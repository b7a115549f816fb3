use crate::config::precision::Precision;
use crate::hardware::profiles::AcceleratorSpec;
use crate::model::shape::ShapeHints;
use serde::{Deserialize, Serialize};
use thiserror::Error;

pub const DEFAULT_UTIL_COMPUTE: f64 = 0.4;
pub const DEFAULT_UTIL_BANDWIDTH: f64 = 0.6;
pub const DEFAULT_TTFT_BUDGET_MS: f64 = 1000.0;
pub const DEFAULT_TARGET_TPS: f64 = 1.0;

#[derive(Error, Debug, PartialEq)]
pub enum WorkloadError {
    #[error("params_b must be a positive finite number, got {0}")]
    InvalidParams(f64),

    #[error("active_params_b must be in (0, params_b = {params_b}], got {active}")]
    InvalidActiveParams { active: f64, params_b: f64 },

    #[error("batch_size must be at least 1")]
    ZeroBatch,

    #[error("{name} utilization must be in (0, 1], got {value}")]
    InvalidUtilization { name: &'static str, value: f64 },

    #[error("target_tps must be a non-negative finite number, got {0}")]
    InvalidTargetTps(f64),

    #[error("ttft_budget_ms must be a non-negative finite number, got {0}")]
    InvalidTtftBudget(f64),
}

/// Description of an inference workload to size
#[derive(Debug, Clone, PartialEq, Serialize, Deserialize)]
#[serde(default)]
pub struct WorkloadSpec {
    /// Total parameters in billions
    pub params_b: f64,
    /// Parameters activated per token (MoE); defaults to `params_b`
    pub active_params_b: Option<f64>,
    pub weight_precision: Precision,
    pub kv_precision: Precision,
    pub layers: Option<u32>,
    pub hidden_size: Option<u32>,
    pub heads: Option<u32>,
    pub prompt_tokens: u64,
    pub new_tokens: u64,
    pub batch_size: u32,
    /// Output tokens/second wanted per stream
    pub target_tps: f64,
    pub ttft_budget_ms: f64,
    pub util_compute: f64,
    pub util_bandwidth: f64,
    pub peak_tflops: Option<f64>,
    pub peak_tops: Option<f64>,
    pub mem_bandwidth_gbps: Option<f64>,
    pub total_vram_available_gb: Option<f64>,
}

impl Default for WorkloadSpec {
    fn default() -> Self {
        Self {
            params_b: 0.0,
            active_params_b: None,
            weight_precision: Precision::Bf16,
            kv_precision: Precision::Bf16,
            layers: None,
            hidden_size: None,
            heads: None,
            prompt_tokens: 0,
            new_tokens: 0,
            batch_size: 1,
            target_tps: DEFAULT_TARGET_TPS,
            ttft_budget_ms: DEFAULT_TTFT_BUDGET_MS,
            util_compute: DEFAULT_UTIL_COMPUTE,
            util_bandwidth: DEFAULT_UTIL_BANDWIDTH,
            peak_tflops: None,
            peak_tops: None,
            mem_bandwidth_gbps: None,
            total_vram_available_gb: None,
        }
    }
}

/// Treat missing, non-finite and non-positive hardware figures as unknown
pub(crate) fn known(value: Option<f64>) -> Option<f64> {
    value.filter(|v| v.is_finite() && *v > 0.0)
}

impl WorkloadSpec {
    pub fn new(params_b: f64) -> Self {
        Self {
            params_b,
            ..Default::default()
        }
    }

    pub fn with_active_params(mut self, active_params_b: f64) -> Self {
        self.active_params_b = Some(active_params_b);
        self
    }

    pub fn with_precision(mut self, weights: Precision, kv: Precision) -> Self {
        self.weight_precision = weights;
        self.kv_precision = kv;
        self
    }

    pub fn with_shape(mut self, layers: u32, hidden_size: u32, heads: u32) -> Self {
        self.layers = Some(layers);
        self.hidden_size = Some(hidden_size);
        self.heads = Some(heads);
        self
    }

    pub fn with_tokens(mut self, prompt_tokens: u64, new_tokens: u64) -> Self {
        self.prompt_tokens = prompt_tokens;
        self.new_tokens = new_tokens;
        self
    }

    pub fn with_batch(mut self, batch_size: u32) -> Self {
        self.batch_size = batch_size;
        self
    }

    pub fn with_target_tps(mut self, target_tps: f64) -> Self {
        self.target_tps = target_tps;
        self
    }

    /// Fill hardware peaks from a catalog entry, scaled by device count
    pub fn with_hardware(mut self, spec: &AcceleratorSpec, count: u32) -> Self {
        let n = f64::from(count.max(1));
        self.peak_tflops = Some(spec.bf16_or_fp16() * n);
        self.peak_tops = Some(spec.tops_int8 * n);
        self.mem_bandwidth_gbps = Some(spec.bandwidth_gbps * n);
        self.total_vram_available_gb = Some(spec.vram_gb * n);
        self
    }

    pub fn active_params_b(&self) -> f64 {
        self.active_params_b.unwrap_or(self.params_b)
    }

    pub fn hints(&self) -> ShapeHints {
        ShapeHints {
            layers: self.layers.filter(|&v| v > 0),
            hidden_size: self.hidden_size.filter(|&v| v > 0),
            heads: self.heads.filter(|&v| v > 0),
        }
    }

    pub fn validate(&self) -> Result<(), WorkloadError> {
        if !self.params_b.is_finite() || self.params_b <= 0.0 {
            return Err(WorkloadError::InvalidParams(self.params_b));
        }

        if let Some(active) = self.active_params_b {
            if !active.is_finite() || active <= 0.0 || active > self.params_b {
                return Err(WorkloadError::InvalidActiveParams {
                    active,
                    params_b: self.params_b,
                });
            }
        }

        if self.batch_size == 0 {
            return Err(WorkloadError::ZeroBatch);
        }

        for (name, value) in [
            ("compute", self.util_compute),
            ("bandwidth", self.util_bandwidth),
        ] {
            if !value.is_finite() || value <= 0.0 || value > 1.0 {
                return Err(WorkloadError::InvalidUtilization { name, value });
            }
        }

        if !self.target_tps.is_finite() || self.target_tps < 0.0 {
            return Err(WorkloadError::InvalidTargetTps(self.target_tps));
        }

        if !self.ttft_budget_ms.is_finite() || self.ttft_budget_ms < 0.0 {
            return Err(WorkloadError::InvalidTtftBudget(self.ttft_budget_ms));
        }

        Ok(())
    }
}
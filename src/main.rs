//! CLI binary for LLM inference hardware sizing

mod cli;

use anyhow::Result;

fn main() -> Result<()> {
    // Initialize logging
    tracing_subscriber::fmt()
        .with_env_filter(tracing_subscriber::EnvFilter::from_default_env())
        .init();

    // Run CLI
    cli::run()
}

######

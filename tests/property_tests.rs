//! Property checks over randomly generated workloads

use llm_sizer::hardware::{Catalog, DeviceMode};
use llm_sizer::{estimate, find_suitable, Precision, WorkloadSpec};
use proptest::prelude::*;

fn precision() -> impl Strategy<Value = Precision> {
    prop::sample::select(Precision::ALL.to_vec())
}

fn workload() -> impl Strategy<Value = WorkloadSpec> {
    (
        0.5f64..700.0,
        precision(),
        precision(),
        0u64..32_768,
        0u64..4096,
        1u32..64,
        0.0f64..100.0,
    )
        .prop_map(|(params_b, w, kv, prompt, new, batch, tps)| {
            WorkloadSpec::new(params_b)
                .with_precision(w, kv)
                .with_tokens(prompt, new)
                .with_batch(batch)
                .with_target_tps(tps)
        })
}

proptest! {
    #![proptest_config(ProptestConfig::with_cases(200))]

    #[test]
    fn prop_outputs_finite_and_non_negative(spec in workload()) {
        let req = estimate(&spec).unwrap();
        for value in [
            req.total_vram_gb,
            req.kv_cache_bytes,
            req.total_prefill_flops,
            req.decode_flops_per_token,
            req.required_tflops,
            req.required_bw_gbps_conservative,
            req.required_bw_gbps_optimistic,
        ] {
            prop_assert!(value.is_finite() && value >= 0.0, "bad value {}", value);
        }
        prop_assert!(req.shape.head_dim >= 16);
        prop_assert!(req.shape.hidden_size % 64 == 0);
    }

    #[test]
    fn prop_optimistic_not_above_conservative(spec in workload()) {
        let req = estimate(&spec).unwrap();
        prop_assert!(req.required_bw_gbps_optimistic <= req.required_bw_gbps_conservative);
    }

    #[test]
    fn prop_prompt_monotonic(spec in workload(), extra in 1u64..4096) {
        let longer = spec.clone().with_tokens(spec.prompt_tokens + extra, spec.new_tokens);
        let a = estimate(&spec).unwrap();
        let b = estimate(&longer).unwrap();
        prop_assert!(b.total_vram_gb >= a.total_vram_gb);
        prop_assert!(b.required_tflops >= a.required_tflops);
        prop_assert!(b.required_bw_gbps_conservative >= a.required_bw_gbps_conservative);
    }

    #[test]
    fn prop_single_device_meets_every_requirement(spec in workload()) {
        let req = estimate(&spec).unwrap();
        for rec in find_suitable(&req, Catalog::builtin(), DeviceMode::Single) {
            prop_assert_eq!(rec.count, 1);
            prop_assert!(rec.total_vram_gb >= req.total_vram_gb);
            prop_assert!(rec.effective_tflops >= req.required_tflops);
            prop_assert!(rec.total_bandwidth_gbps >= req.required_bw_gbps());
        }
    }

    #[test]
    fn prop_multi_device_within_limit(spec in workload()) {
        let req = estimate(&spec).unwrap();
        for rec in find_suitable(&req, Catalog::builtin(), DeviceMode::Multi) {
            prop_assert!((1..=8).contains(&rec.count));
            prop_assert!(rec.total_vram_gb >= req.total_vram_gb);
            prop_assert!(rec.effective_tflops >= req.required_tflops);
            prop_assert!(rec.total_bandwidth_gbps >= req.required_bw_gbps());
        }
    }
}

######

Work to complete — Copy out the lines of the records above in which the string "positive" appears.

Solution for this problem —
    #[error("params_b must be a positive finite number, got {0}")]
/// Treat missing, non-finite and non-positive hardware figures as unknown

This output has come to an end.